Наше наступление поддерживало с десяток танков. Они пошли вперёд, мы за ними. Но земля была очень сырой. Дождей было много. И в этот день тоже чуть позже дождь пошёл. Так по этой сырой земле танки ползли медленнее пехотинцев. Танк проползёт, а после него колея остаётся примерно по колено. И заполняется водой. Ну, как за ними идти? Обогнали мы эти танки. А по нам со стороны немецких окопов лупят из всех видов оружия. Мы идём вперёд, а поле позади нас всё убитыми нашими покрыто. Но до передних окопов мы добрались. Захватили их. Побили бывших там немцев. Я ворвался в немецкую землянку. Лежит в ней два убитых немца. У одного на поясе фляжка. Я наклонился и эту фляжку сорвал. И там же лежит наш убитый лейтенант. Я к нему подошёл: вижу именно убит, не ранен. На боку у него полевая сумка, а из неё торчит буханка хлеба. Я у него из сумки эту буханку вытащил. Отломил кусок и стал жевать. А из немецкой фляжки запивать. Там суррогат какой-то был, вроде кофе. Можете представить себе моё состояние? Тут такое, а я ем. Надо сказать, что на войне у меня зарок был: я никогда и ничего не брал у убитых из вещей. Никогда. А вот еду брал.

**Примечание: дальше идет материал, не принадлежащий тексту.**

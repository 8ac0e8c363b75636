//! Input validation for calendar definitions.
//!
//! Checks structural integrity of weekly rules and dated exceptions
//! before they are turned into a [`crate::models::WorkingCalendar`].
//! Consumes the plain, `serde`-deserializable [`CalendarInput`] shape
//! described by the engine's external calendar format; does not parse
//! it from any particular file format.
//!
//! # Reference
//! Weekday-indexed rule tables and ISO-8601 exception dates, matching
//! the calendar input format documented alongside `WorkingCalendar`.

use std::collections::HashMap;

use chrono::NaiveTime;
use serde::{Deserialize, Serialize};

/// Validation result: `Ok(())` if all checks pass, `Err(errors)` with
/// every detected issue otherwise.
pub type ValidationResult = Result<(), Vec<ValidationError>>;

/// A validation error.
#[derive(Debug, Clone, PartialEq)]
pub struct ValidationError {
    /// Error category.
    pub kind: ValidationErrorKind,
    /// Human-readable description.
    pub message: String,
}

/// Categories of calendar input validation errors.
#[derive(Debug, Clone, PartialEq, Eq)]
pub enum ValidationErrorKind {
    /// A weekday key fell outside `0..=6`.
    InvalidWeekday,
    /// A time-of-day string failed to parse.
    InvalidTime,
    /// Two same-day, non-overnight periods overlap.
    OverlappingPeriods,
    /// An exception date string failed to parse.
    InvalidDate,
    /// An exception entry's shape doesn't match `ExceptionInput`.
    MalformedException,
    /// An exception entry is `is_working = false` with a time range —
    /// reserved for partial-day removal, which this engine does not
    /// implement (see `crate::models::calendar`).
    UnsupportedPartialRemoval,
}

impl ValidationError {
    fn new(kind: ValidationErrorKind, message: impl Into<String>) -> Self {
        Self {
            kind,
            message: message.into(),
        }
    }
}

/// One weekly rule period, as `"HH:MM"` strings.
pub type PeriodInput = (String, String);

/// One exception entry for a specific calendar date.
#[derive(Debug, Clone, Serialize, Deserialize)]
pub struct ExceptionInput {
    pub is_working: bool,
    #[serde(default)]
    pub start: Option<String>,
    #[serde(default)]
    pub end: Option<String>,
}

/// The external calendar format: weekday-indexed weekly rules plus
/// dated exceptions, both still in string form.
#[derive(Debug, Clone, Default, Serialize, Deserialize)]
pub struct CalendarInput {
    pub rules: HashMap<u8, Vec<PeriodInput>>,
    pub exceptions: HashMap<String, Vec<ExceptionInput>>,
}

/// Validates a calendar input's rules and exceptions together.
pub fn validate_calendar_input(input: &CalendarInput) -> ValidationResult {
    let mut errors = validate_rules(&input.rules);
    errors.extend(validate_exceptions(&input.exceptions));

    if errors.is_empty() {
        Ok(())
    } else {
        Err(errors)
    }
}

/// Validates weekly rules: weekday keys in `0..=6`, parseable times,
/// and no overlap between same-day non-overnight periods.
pub fn validate_rules(rules: &HashMap<u8, Vec<PeriodInput>>) -> Vec<ValidationError> {
    let mut errors = Vec::new();

    for (&weekday, periods) in rules {
        if weekday > 6 {
            errors.push(ValidationError::new(
                ValidationErrorKind::InvalidWeekday,
                format!("invalid weekday key: {weekday} (must be 0-6)"),
            ));
            continue;
        }

        let mut parsed: Vec<(NaiveTime, NaiveTime)> = Vec::new();
        for (i, (start_str, end_str)) in periods.iter().enumerate() {
            match (parse_time(start_str), parse_time(end_str)) {
                (Some(start), Some(end)) => parsed.push((start, end)),
                _ => errors.push(ValidationError::new(
                    ValidationErrorKind::InvalidTime,
                    format!(
                        "weekday {weekday}, period {i}: invalid time in ({start_str:?}, {end_str:?})"
                    ),
                )),
            }
        }

        let mut same_day: Vec<(NaiveTime, NaiveTime)> =
            parsed.into_iter().filter(|(s, e)| e > s).collect();
        same_day.sort();
        for j in 1..same_day.len() {
            let (_, prev_end) = same_day[j - 1];
            let (curr_start, _) = same_day[j];
            if curr_start < prev_end {
                errors.push(ValidationError::new(
                    ValidationErrorKind::OverlappingPeriods,
                    format!(
                        "weekday {weekday}: overlapping periods {:?} and {:?}",
                        same_day[j - 1],
                        same_day[j]
                    ),
                ));
            }
        }
    }

    errors
}

/// Validates exception entries: dates parse as ISO dates, and working
/// entries carry parseable start/end times.
///
/// Rejects `is_working = false` entries that also carry a time range —
/// see [`ValidationErrorKind::UnsupportedPartialRemoval`].
pub fn validate_exceptions(
    exceptions: &HashMap<String, Vec<ExceptionInput>>,
) -> Vec<ValidationError> {
    let mut errors = Vec::new();

    for (date_str, entries) in exceptions {
        if chrono::NaiveDate::parse_from_str(date_str, "%Y-%m-%d").is_err() {
            errors.push(ValidationError::new(
                ValidationErrorKind::InvalidDate,
                format!("invalid date: {date_str}"),
            ));
            continue;
        }

        for (i, entry) in entries.iter().enumerate() {
            if !entry.is_working && (entry.start.is_some() || entry.end.is_some()) {
                errors.push(ValidationError::new(
                    ValidationErrorKind::UnsupportedPartialRemoval,
                    format!(
                        "date {date_str}, entry {i}: partial-day removal \
                         (is_working=false with a time range) is not supported"
                    ),
                ));
                continue;
            }

            if entry.is_working {
                match (&entry.start, &entry.end) {
                    (Some(start), Some(end)) => {
                        if parse_time(start).is_none() || parse_time(end).is_none() {
                            errors.push(ValidationError::new(
                                ValidationErrorKind::InvalidTime,
                                format!(
                                    "date {date_str}, entry {i}: invalid time in ({start:?}, {end:?})"
                                ),
                            ));
                        }
                    }
                    _ => errors.push(ValidationError::new(
                        ValidationErrorKind::MalformedException,
                        format!(
                            "date {date_str}, entry {i}: is_working=true requires start and end"
                        ),
                    )),
                }
            }
        }
    }

    errors
}

fn parse_time(s: &str) -> Option<NaiveTime> {
    NaiveTime::parse_from_str(s, "%H:%M").ok()
}
//! [`AllocationRecord`], the immutable output of a walk or allocation.

use serde::{Deserialize, Serialize};

/// An immutable record of a committed or candidate allocation.
///
/// # Invariants
/// - `spans` are sorted by start, non-overlapping, and lie within
///   `[start, finish)`.
/// - The sum of span lengths equals `work_units`.
/// - If `allow_split` is `false`, `spans` has exactly one entry and
///   `finish - start == work_units`.
///
/// Comparable and hashable by value: two records with identical fields
/// are the same allocation. [`crate::bitmap::OccupancyBitmap::deallocate`]
/// relies on this to find the record to release.
#[derive(Debug, Clone, PartialEq, Eq, Hash, Serialize, Deserialize)]
pub struct AllocationRecord {
    pub operation_id: String,
    pub resource_id: String,
    pub start: i64,
    pub finish: i64,
    pub work_units: i64,
    pub allow_split: bool,
    pub spans: Vec<(i64, i64)>,
}

impl AllocationRecord {
    /// Total elapsed time including non-working gaps between spans.
    pub fn wall_time(&self) -> i64 {
        self.finish - self.start
    }

    /// Whether this allocation fulfils the required work.
    pub fn is_complete(&self, required_work_units: i64) -> bool {
        self.work_units >= required_work_units
    }
}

Но нам надо дальше наступать. Повылезали мы из немецкого передового окопа и пошли вперёд. Но тут уж немцы нас уложили в грязь. Такой огонь был, что дальше абсолютно невозможно было идти – стопроцентная смерть. Я упал в какую-то неглубокую воронку. А рядом в нескольких метрах на ровной земле залёг сержант-армянин из третьей роты. В этой роте всех офицеров напрочь поубивало, так он взял команду на себя и какое-то время роту вперёд вёл. Танки наши, которые ещё не были подбиты, повыползали вперёд нас, проползли ещё несколько десятков сотню метров и застряли. И вот тут немцы устроили их отстрел. Впереди нас с армянином-сержантом тоже выполз наш танк, застрял, его подбили. Но из танка ещё стреляли, и немцы принялись танк добивать. И те снаряды, которые в танк не попадали, а давали перелёт, как раз к нам с этим сержантом и прилетали. Я ему маячу: мол, давай ко мне в воронку. Он подполз и залёг рядом. Но воронка небольшая, тесная и главное – неглубокая. Лежим мы, прижавшись друг к другу. Он слева от меня. И тут как раз слева разорвался снаряд. И осколки от него попали в этого сержанта-армянина. То есть не лежи он тут, я бы их поймал. Его один осколок ранил в руку, а другой попал в голову. Но этот последний, видно, был уже на излёте. Он пробил ему шапку, воткнулся в голову, но неглубоко. Сержант застонал, шапку стянул, а вместе с ней и осколок из головы выдернул. Как-то я там его перевязал. И задумал он подаваться назад. После ранения, наверное, нервы у него сдали. Я ему говорю: «Лежи до темноты. Куда ты сейчас? Убьют». Сначала удержал его. А потом, спустя какое-то время, он всё равно вылез из воронки и пополз назад. А потом вскочил и побежал. Вот тут-то немцы его и сняли. Он упал и больше уже не двигался.